- [Exercise aim]
Line count for the string "CongestionControlAlgorithm" in the records below: report that figure and nothing else.

- [Entries taken from a collection]
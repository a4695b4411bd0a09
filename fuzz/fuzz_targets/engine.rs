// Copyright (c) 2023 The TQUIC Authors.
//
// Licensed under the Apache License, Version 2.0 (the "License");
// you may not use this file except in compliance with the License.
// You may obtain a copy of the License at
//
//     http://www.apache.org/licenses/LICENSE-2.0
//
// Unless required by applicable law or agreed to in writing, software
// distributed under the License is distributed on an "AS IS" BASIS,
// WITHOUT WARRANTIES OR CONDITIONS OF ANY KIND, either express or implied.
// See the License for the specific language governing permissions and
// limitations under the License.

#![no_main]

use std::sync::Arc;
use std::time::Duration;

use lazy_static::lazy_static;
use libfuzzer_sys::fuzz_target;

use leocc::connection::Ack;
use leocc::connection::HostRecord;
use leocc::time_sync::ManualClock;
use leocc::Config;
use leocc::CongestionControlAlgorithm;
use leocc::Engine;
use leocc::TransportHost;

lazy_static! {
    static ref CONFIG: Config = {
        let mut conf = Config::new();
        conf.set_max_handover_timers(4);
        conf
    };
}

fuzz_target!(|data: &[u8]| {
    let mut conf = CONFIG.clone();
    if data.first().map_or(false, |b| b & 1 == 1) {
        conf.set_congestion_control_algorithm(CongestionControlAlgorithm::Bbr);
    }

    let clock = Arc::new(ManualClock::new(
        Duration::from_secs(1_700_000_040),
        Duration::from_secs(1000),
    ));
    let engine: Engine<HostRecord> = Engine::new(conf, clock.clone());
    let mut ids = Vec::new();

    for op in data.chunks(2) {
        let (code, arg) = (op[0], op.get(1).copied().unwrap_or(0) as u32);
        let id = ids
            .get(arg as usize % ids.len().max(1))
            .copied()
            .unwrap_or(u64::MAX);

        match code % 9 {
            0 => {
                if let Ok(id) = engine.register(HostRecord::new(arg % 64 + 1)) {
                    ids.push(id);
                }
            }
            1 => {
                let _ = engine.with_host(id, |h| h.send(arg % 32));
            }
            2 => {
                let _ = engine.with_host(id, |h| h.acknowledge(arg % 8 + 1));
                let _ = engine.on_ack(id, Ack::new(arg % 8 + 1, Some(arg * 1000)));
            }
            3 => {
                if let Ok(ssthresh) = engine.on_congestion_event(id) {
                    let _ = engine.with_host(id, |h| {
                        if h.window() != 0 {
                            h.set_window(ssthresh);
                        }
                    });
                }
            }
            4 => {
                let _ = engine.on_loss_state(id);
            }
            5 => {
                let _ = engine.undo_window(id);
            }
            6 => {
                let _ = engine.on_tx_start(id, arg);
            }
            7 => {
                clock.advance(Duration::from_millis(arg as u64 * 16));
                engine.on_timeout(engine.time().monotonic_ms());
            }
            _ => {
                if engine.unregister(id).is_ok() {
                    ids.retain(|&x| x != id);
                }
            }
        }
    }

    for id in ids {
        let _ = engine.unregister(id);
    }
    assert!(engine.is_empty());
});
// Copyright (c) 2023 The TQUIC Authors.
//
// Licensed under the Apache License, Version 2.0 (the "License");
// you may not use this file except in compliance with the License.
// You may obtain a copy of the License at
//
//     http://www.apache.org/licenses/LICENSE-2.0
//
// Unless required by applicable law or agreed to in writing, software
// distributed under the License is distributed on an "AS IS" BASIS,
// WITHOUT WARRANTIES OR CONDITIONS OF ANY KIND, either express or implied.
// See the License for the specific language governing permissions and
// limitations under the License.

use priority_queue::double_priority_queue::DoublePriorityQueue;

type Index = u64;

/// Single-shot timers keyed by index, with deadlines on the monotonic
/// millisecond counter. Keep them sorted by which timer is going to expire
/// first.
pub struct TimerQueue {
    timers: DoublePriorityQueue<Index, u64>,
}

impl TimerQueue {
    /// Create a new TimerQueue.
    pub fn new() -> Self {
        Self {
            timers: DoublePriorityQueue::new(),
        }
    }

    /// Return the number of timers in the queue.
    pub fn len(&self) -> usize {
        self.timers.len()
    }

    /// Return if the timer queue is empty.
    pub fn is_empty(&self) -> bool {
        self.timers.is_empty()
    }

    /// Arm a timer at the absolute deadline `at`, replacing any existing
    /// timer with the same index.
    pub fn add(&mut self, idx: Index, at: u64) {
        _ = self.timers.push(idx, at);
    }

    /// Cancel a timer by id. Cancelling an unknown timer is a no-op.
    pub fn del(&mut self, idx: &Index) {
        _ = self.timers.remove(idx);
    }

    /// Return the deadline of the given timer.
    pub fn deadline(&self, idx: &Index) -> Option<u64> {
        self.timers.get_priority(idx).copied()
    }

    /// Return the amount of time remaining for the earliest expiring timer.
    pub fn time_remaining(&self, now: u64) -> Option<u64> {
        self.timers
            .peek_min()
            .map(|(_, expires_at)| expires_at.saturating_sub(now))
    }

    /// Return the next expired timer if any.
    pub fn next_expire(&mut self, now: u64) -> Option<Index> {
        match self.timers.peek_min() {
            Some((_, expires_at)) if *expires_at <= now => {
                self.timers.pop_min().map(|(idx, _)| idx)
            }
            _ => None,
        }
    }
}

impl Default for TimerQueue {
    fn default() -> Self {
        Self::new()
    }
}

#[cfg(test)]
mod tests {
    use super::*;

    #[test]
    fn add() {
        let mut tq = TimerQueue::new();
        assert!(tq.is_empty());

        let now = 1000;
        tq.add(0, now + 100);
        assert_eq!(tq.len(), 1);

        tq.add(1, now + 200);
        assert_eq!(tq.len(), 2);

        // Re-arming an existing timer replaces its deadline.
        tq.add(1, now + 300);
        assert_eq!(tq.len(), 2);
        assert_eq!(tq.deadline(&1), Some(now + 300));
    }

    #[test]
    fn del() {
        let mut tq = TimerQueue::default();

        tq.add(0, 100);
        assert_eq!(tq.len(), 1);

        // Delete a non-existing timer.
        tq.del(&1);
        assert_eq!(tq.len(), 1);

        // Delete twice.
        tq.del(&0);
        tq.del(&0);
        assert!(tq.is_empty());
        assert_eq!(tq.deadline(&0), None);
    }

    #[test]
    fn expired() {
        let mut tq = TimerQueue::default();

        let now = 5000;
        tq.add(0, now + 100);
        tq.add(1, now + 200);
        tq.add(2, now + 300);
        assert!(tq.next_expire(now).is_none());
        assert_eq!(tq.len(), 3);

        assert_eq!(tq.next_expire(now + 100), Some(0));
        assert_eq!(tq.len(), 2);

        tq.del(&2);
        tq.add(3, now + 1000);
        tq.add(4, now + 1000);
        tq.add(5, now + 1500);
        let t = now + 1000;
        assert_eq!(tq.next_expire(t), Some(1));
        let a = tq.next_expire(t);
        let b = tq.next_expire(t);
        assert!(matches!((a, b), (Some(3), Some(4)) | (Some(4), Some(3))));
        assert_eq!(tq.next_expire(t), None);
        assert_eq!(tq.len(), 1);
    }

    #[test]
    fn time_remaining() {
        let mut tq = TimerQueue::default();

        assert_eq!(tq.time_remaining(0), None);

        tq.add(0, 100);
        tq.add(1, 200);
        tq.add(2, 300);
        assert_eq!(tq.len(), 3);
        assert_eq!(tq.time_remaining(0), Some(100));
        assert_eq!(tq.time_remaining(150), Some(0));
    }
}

...

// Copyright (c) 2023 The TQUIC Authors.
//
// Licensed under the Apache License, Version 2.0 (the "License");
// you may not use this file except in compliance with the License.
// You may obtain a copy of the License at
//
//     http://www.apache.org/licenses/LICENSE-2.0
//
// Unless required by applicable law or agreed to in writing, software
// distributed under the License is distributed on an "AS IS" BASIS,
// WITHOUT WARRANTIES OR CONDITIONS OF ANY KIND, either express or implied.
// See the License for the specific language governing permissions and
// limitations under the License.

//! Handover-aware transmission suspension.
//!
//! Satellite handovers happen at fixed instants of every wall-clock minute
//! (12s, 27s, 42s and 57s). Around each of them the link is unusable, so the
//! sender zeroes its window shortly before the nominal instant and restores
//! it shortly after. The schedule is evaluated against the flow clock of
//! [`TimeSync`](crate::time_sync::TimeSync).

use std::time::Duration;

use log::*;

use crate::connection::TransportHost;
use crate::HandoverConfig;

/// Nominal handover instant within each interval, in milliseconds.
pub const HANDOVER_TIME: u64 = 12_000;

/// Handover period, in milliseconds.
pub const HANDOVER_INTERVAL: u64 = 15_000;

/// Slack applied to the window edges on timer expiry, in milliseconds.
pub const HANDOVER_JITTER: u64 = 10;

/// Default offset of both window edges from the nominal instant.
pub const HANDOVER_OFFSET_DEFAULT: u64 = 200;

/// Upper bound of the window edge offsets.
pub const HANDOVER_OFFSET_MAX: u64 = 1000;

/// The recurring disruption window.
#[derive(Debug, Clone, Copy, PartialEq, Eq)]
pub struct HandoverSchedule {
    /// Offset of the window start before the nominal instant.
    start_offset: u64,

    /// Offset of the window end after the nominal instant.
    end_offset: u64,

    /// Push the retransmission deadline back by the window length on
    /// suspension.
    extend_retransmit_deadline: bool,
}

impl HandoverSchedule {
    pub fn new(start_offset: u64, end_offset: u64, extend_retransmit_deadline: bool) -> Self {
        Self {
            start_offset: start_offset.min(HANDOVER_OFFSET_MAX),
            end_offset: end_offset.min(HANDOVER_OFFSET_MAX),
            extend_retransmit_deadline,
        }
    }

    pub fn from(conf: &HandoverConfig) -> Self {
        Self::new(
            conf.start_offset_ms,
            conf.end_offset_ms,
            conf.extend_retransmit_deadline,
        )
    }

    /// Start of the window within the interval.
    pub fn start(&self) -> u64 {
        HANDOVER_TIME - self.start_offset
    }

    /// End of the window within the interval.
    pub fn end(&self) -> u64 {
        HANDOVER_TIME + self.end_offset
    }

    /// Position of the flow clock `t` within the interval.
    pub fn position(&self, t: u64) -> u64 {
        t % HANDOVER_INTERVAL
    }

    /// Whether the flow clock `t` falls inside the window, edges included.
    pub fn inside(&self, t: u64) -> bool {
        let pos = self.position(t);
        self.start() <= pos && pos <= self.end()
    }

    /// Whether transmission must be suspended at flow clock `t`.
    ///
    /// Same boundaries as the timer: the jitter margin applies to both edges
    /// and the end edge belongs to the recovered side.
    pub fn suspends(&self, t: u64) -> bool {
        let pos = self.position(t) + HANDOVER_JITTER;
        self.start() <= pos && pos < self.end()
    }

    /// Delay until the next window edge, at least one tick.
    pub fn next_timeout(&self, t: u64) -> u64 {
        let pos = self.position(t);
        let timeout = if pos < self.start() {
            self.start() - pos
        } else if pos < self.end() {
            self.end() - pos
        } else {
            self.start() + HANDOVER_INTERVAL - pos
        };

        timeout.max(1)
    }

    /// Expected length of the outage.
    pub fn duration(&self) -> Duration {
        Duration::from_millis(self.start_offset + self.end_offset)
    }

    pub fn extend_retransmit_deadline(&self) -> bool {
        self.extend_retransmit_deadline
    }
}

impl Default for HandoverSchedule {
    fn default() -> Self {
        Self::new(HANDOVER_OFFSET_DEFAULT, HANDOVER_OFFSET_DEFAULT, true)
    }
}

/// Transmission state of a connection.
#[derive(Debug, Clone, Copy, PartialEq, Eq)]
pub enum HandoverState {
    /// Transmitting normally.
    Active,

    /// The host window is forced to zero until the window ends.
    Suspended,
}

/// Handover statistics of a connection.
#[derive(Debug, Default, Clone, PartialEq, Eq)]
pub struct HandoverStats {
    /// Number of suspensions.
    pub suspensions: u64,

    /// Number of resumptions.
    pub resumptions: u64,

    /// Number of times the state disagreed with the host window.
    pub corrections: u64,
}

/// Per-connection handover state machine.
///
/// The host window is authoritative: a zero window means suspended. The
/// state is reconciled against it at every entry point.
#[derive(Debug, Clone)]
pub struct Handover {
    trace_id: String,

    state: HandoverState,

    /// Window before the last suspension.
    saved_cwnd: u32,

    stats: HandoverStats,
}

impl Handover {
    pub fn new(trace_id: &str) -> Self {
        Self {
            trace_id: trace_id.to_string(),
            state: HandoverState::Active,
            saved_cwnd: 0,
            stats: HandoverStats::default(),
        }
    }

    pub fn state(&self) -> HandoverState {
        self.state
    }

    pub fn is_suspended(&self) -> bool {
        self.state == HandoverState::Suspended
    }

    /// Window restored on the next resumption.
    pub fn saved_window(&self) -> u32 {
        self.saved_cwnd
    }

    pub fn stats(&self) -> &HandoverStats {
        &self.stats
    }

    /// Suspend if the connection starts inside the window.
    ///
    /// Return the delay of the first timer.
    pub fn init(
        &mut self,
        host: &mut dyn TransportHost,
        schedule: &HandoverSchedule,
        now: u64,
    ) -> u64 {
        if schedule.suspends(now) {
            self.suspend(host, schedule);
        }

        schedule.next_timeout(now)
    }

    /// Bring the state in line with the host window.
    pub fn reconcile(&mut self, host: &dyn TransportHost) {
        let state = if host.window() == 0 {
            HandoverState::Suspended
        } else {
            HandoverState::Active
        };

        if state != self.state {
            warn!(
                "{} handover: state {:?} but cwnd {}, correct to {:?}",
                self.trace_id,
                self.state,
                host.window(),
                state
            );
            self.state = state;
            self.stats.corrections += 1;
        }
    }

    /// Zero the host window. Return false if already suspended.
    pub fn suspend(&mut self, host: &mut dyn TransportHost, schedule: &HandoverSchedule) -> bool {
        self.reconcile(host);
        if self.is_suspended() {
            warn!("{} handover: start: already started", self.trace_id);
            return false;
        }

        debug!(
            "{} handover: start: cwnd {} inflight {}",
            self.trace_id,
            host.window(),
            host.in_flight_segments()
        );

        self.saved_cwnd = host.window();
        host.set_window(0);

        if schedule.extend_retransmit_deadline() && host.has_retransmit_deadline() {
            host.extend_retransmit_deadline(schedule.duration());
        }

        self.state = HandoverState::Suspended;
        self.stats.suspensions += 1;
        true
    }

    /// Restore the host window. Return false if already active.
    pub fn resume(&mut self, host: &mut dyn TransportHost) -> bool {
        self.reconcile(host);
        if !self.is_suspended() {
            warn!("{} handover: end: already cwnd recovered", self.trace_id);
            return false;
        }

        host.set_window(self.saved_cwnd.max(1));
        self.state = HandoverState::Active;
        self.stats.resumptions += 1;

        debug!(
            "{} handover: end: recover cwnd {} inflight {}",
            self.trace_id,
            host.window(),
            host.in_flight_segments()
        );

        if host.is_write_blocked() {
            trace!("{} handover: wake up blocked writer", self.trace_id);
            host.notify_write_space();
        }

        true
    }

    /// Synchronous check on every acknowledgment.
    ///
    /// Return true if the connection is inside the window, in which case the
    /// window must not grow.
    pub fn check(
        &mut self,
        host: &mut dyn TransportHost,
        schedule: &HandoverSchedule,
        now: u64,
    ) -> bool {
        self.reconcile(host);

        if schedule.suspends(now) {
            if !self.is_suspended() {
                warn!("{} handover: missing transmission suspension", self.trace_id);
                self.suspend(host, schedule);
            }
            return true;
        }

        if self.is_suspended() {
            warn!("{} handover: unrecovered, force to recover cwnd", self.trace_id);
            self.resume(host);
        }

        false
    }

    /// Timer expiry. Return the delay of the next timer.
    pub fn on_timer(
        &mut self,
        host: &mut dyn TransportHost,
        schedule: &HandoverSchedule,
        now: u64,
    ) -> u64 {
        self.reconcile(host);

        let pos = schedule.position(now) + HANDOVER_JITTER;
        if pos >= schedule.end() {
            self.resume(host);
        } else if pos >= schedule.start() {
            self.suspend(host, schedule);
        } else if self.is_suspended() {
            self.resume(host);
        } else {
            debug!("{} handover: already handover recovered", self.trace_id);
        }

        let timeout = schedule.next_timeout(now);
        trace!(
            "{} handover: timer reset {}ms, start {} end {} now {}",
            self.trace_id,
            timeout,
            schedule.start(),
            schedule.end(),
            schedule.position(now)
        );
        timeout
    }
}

...

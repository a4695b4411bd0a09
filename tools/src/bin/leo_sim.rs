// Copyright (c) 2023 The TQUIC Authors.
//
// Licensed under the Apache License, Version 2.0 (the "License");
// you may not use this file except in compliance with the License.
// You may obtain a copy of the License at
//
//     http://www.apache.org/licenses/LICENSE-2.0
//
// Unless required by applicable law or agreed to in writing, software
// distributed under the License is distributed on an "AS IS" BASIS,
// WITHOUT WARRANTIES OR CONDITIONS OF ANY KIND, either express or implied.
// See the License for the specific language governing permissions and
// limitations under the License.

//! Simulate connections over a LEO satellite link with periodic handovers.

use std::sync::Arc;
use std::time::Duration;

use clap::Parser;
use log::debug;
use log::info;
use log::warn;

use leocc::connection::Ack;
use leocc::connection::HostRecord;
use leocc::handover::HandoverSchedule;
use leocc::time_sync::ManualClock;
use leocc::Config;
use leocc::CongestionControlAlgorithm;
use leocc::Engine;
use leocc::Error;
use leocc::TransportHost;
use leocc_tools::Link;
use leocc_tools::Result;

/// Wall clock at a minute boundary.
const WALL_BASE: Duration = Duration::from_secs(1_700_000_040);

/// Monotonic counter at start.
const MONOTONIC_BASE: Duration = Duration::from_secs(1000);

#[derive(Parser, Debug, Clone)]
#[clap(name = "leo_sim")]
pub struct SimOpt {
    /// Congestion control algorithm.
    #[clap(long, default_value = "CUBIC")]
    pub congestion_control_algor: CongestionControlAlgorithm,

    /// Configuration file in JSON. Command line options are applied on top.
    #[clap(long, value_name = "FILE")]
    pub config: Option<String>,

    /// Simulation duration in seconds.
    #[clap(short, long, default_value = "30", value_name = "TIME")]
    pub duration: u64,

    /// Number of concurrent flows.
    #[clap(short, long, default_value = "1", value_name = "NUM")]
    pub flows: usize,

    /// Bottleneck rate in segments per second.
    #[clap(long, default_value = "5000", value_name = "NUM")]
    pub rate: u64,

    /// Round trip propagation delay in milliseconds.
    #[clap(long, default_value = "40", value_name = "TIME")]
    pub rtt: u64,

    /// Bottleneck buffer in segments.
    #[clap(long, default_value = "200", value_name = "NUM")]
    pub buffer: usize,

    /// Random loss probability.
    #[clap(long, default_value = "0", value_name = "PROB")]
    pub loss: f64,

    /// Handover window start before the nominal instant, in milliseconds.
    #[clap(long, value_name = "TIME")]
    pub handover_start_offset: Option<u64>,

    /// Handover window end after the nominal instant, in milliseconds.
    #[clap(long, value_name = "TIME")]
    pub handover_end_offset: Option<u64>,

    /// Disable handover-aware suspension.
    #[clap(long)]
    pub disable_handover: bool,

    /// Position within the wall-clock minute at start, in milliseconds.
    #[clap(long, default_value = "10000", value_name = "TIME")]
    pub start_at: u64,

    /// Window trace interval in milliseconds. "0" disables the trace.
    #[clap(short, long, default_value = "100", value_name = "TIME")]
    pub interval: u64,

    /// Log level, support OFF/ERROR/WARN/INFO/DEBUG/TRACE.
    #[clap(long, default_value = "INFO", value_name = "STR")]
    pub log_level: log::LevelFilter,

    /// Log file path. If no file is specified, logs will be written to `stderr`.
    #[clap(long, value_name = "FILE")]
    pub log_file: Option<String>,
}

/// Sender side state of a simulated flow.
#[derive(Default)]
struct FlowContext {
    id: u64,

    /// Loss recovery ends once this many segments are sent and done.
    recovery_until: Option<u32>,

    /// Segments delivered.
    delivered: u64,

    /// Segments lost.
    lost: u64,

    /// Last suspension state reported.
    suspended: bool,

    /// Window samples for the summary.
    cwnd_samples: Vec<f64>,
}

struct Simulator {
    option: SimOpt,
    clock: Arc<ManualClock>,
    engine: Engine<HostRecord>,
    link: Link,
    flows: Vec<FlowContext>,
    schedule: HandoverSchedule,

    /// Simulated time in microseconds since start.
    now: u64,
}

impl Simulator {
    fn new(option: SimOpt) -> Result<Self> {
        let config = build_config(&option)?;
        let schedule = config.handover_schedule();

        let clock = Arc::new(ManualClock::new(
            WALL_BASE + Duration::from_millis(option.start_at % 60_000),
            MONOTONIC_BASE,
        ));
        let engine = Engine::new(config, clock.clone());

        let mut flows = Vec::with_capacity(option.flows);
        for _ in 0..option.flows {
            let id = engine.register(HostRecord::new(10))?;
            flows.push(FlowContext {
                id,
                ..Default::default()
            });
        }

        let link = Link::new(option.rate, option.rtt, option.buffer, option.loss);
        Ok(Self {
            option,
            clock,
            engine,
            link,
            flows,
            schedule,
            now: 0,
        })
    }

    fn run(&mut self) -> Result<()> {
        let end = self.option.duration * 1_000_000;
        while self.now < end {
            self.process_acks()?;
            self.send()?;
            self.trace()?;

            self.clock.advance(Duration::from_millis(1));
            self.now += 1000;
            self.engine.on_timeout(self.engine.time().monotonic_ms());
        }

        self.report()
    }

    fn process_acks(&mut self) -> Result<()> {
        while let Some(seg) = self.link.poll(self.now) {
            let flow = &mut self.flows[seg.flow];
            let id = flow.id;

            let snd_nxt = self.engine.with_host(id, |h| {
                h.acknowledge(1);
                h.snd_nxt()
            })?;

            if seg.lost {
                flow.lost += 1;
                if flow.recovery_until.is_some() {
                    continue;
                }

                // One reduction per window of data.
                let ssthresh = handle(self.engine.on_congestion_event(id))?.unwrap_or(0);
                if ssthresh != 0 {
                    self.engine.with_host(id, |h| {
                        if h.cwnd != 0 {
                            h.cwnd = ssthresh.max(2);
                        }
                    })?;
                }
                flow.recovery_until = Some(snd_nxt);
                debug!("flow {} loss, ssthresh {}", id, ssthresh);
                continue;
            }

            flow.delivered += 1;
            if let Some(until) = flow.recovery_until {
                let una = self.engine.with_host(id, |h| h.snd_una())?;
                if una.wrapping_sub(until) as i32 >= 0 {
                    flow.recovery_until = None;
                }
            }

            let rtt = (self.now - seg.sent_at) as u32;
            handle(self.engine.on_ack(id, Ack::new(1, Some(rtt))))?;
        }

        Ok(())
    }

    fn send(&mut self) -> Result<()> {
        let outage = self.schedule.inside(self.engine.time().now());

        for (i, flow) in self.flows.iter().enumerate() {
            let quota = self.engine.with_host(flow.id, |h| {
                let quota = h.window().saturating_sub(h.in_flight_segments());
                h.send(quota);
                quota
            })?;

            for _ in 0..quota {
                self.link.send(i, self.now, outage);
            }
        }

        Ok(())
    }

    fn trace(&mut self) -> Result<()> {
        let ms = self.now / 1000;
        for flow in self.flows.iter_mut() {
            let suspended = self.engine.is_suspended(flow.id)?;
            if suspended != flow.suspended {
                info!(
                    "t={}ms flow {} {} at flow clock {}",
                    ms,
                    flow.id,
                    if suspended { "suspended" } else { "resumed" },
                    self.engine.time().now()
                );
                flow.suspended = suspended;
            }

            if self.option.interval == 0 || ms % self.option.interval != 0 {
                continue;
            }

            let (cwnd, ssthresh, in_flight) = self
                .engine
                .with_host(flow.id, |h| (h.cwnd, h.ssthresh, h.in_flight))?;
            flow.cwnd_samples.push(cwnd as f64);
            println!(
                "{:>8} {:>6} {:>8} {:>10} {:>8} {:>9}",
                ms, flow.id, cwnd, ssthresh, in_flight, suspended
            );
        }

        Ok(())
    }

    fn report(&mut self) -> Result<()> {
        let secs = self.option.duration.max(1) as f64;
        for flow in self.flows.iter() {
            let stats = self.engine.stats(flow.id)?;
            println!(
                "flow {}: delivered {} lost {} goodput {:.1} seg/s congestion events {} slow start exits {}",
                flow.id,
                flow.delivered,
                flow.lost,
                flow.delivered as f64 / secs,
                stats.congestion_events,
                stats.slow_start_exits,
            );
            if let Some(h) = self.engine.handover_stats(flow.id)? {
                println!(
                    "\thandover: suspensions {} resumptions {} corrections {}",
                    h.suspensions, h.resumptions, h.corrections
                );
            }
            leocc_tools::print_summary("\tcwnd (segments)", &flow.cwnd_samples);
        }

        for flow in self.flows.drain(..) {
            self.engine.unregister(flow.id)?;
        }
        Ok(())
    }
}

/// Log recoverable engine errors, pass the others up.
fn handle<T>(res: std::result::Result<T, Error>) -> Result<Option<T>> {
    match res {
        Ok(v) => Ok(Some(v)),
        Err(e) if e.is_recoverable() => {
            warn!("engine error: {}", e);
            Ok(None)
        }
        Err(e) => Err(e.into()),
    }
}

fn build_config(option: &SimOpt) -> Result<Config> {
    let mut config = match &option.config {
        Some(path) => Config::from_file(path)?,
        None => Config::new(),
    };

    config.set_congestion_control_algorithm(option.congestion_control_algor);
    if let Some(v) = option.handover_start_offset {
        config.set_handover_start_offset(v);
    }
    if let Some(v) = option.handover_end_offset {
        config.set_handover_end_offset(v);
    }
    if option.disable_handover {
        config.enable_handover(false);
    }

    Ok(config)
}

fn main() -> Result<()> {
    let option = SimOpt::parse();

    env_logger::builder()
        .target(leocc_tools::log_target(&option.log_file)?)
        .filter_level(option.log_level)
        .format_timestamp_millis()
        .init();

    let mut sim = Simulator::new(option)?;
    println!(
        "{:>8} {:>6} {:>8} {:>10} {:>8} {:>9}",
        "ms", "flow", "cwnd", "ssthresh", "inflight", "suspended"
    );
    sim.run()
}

- [Exercise solution]
4